黄帝内経に学ぶ 〜夏の養生法〜

黄帝内経に学ぶ夏の養生法

≪素問・四気調神大論≫より
夏三月,此谓蕃秀。天地气交,万物华实,夜卧早起,无厌于日,使志无怒,使华英成秀,使气得泄,若所爱在外,此夏气之应,养长之道也。逆之则伤心,秋为痎疟,奉收者少,冬至重病。

中国最古の医学書『黄帝内経』の「素問」には、「夏の過ごし方」について記されています。この夏とは立夏(5月5日頃)から立秋まで(8月7日頃)までの3か月を指します。

夏の三か月、これを蕃秀(ばんしゅう)という。

夏には、天気が下降し地気が上昇して両者が交わり、植物は繁茂し万物は実りをつけます。

人は夜更かしを避け早起きし、暑い夏の日を厭わず、怒りを抑え、体内の濁気を外に発散させ、心身ともに爽やかに過ごすべきです。

これが夏季に応じた「長気」を養う道理です。

もしこの道理に背けば、心気を傷つけ、秋には瘧病(ぎゃくへい)にかかりやすくなり、秋の「収気」を養う力が減少し、冬にはより重い病を患うことになります。

夏の練習方法

四季の中で最も柔軟性を高めるのに適した時期です。気温が高い環境では体が常に温まった状態にあるため、怪我をしにくい特徴があります。練習を始める際は、適度な負荷のストレッチで関節と腱の柔軟性を養いましょう。

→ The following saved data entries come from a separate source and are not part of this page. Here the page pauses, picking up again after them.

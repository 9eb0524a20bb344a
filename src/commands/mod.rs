//! Application command handlers for micwave.
//!
//! # Commands
//! - `listen`: live microphone visualization (default)
//! - `config`: open the configuration file in the user's preferred editor
//! - `list_devices`: list available audio input devices
//! - `logs`: display recent log entries

pub mod config;
pub mod list_devices;
pub mod listen;
pub mod logs;

pub use config::handle_config;
pub use list_devices::handle_list_devices;
pub use listen::{handle_listen, ListenOptions};
pub use logs::handle_logs;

私のお勧めは、中国最古の気功法である華佗五禽戯の「猿戯(さるのぎ)」です。猿は心(現代で言う脳)を鍛えます。機敏に動き、変幻自在の妙技を持つ猿の動きを真似することで、心神の主である血管を舒通し、頭脳を柔軟にし、心を開く効果があるといわれています。

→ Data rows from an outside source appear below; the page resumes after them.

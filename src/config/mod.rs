//! Configuration management for micwave.
//!
//! Loads and saves the TOML configuration file from the user's config directory.
//! Every key is optional; missing keys fall back to the built-in defaults.

pub mod file;

pub use file::{get_config_path, MicwaveConfig, VisualConfig};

また、代謝も活発なこの時期は、陳式太極拳の二路(速さと剛を重視した套路)や、刀術・剣術といった運動量の多い練習に適しています。この時期に基礎体力と筋力を向上させることで、来たる厳しい冬を健康的に過ごすための身体能力を養うことが重要です。

食事は体内の熱を排出するもの

夏の食事は他の季節よりも重要です。夏は陽気が外に盛んで、陽が極まれば陰が生じ、陰気は内に宿るため、夏は淡白な食事を心がけ、脂っこく甘く濃い味付けは控えめにし、緑葉野菜や瓜類などの水分の多い野菜や果物を多く摂取すべきです。

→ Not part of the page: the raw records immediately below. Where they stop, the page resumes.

//! # Core Type Definitions
//!
//! This module contains the small value types shared by every part of the
//! engine:
//! - Grid coordinates (`Triple`, `Line`, `Direction`)
//! - Process identity (`ProcessId`)
//! - Error types (`TowersError`)
//!
//! ## Determinism Guarantees
//!
//! All types in this module:
//! - Use integer coordinates only
//! - Implement `Ord` for deterministic ordering in `BTreeMap`/`BTreeSet`

use serde::{Deserialize, Serialize};
use std::fmt;
use thiserror::Error;

// =============================================================================
// TRIPLE
// =============================================================================

/// One candidate assignment: the tower in `(row, col)` has height index `val`.
///
/// Values are zero-based; a value `v` is a tower of height `v + 1`.
#[derive(Debug, Clone, Copy, PartialEq, Eq, PartialOrd, Ord, Hash, Serialize, Deserialize)]
pub struct Triple {
    pub row: usize,
    pub col: usize,
    pub val: usize,
}

impl Triple {
    /// Create a new triple.
    #[must_use]
    pub const fn new(row: usize, col: usize, val: usize) -> Self {
        Self { row, col, val }
    }

    /// The cell this triple lives in.
    #[must_use]
    pub const fn cell(self) -> (usize, usize) {
        (self.row, self.col)
    }
}

impl fmt::Display for Triple {
    fn fmt(&self, f: &mut fmt::Formatter<'_>) -> fmt::Result {
        write!(f, "({}, {})={}", self.row, self.col, self.val.saturating_add(1))
    }
}

// =============================================================================
// LINES AND DIRECTIONS
// =============================================================================

/// A row or a column of the grid.
#[derive(Debug, Clone, Copy, PartialEq, Eq, PartialOrd, Ord, Hash, Serialize, Deserialize)]
pub enum Line {
    Row(usize),
    Column(usize),
}

impl Line {
    /// Cells of the line in ascending order.
    #[must_use]
    pub fn cells(self, size: usize) -> Vec<(usize, usize)> {
        match self {
            Line::Row(row) => (0..size).map(|col| (row, col)).collect(),
            Line::Column(col) => (0..size).map(|row| (row, col)).collect(),
        }
    }

    /// The cell at `position` along the line.
    #[must_use]
    pub const fn at(self, position: usize) -> (usize, usize) {
        match self {
            Line::Row(row) => (row, position),
            Line::Column(col) => (position, col),
        }
    }

    /// Index of the line (row number or column number).
    #[must_use]
    pub const fn index(self) -> usize {
        match self {
            Line::Row(i) | Line::Column(i) => i,
        }
    }

    /// The line through `triple` running in the same orientation as `self`.
    #[must_use]
    pub const fn through(self, triple: Triple) -> Self {
        match self {
            Line::Row(_) => Line::Row(triple.row),
            Line::Column(_) => Line::Column(triple.col),
        }
    }

    /// Short name used in process ids and logs.
    #[must_use]
    pub const fn name(self) -> &'static str {
        match self {
            Line::Row(_) => "row",
            Line::Column(_) => "column",
        }
    }
}

impl fmt::Display for Line {
    fn fmt(&self, f: &mut fmt::Formatter<'_>) -> fmt::Result {
        write!(f, "{} {}", self.name(), self.index())
    }
}

/// The grid edge a view hint is read from.
#[derive(Debug, Clone, Copy, PartialEq, Eq, PartialOrd, Ord, Hash, Serialize, Deserialize)]
#[serde(rename_all = "lowercase")]
pub enum Direction {
    /// Looking down a column from above the grid.
    Top,
    /// Looking up a column from below the grid.
    Bottom,
    /// Looking along a row from the left edge.
    Left,
    /// Looking along a row from the right edge.
    Right,
}

impl Direction {
    /// All four directions in a fixed order.
    pub const ALL: [Direction; 4] = [
        Direction::Top,
        Direction::Bottom,
        Direction::Left,
        Direction::Right,
    ];

    /// Cells seen from this edge at `index`, nearest cell first.
    ///
    /// `index` is a column for `Top`/`Bottom` and a row for `Left`/`Right`.
    #[must_use]
    pub fn line_cells(self, size: usize, index: usize) -> Vec<(usize, usize)> {
        match self {
            Direction::Top => (0..size).map(|row| (row, index)).collect(),
            Direction::Bottom => (0..size).rev().map(|row| (row, index)).collect(),
            Direction::Left => (0..size).map(|col| (index, col)).collect(),
            Direction::Right => (0..size).rev().map(|col| (index, col)).collect(),
        }
    }

    /// Lowercase name used in process ids and logs.
    #[must_use]
    pub const fn name(self) -> &'static str {
        match self {
            Direction::Top => "top",
            Direction::Bottom => "bottom",
            Direction::Left => "left",
            Direction::Right => "right",
        }
    }
}

impl fmt::Display for Direction {
    fn fmt(&self, f: &mut fmt::Formatter<'_>) -> fmt::Result {
        f.write_str(self.name())
    }
}

// =============================================================================
// PROCESS IDENTITY
// =============================================================================

/// Identity of a scheduled process.
///
/// Ids are derived from the process kind and its parameters, so the same
/// piece of work submitted twice maps to the same id and the second
/// registration is rejected by the scheduler.
#[derive(Debug, Clone, PartialEq, Eq, PartialOrd, Ord, Hash, Serialize, Deserialize)]
pub struct ProcessId(pub String);

impl ProcessId {
    /// Create a process id from any string-like value.
    #[must_use]
    pub fn new(s: impl Into<String>) -> Self {
        Self(s.into())
    }

    /// Get the id as a string slice.
    #[must_use]
    pub fn as_str(&self) -> &str {
        &self.0
    }
}

impl fmt::Display for ProcessId {
    fn fmt(&self, f: &mut fmt::Formatter<'_>) -> fmt::Result {
        f.write_str(&self.0)
    }
}

// =============================================================================
// ERROR TYPES
// =============================================================================

/// Errors that can occur in the Towers engine.
///
/// Puzzle contradictions are NOT errors: they are recorded on the puzzle
/// and resolved by undoing. This enum only covers malformed input and
/// the I/O of the surrounding application.
#[derive(Debug, Error)]
pub enum TowersError {
    /// The puzzle seed is malformed.
    #[error("Invalid puzzle seed: {0}")]
    InvalidSeed(String),

    /// A coordinate lies outside the grid.
    #[error("Coordinate out of range: {0} (grid size {1})")]
    OutOfRange(Triple, usize),

    /// The configuration could not be parsed or is inconsistent.
    #[error("Configuration error: {0}")]
    Config(String),

    /// A serialization or deserialization error occurred.
    #[error("Serialization error: {0}")]
    SerializationError(String),

    /// An I/O error occurred.
    #[error("I/O error: {0}")]
    IoError(String),
}

// =============================================================================
// TESTS
// =============================================================================

#[cfg(test)]
mod tests {
    use super::*;

    #[test]
    fn triple_display_uses_heights() {
        assert_eq!(Triple::new(1, 2, 0).to_string(), "(1, 2)=1");
    }

    #[test]
    fn direction_lines_start_at_the_edge() {
        assert_eq!(Direction::Top.line_cells(3, 1), vec![(0, 1), (1, 1), (2, 1)]);
        assert_eq!(Direction::Bottom.line_cells(3, 1), vec![(2, 1), (1, 1), (0, 1)]);
        assert_eq!(Direction::Left.line_cells(3, 2), vec![(2, 0), (2, 1), (2, 2)]);
        assert_eq!(Direction::Right.line_cells(3, 2), vec![(2, 2), (2, 1), (2, 0)]);
    }

    #[test]
    fn line_through_keeps_orientation() {
        let t = Triple::new(3, 1, 0);
        assert_eq!(Line::Row(0).through(t), Line::Row(3));
        assert_eq!(Line::Column(0).through(t), Line::Column(1));
        assert_eq!(Line::Column(1).at(3), (3, 1));
    }

    #[test]
    fn process_id_display_is_raw_string() {
        let id = ProcessId::new("remove-from-row:0,1,2");
        assert_eq!(id.to_string(), "remove-from-row:0,1,2");
        assert_eq!(id.as_str(), "remove-from-row:0,1,2");
    }
}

食事は塩分や糖分を控えめにし、辛い物や油っこい物は控えめにして、内熱が生じて他の病気を引き起こすことを防ぎましょう。

「長夏」の注意点

「長夏」(旧暦六月、新暦7~8月頃)は脾臓に対応し、脾気が最も旺盛で、消化吸収力が最も強い時期です。

中医学では、長夏は土に属し、人体の五行の中で脾臓も土に属します。長夏の気候の特徴は湿気が多く、この「湿」は人体の脾臓と最も密接な関係があります。

「湿気は脾に通じる」と言われるように、脾臓は長夏に対応します。そのため、長夏は脾臓を丈夫にし、養い、治療する重要な時期なのです。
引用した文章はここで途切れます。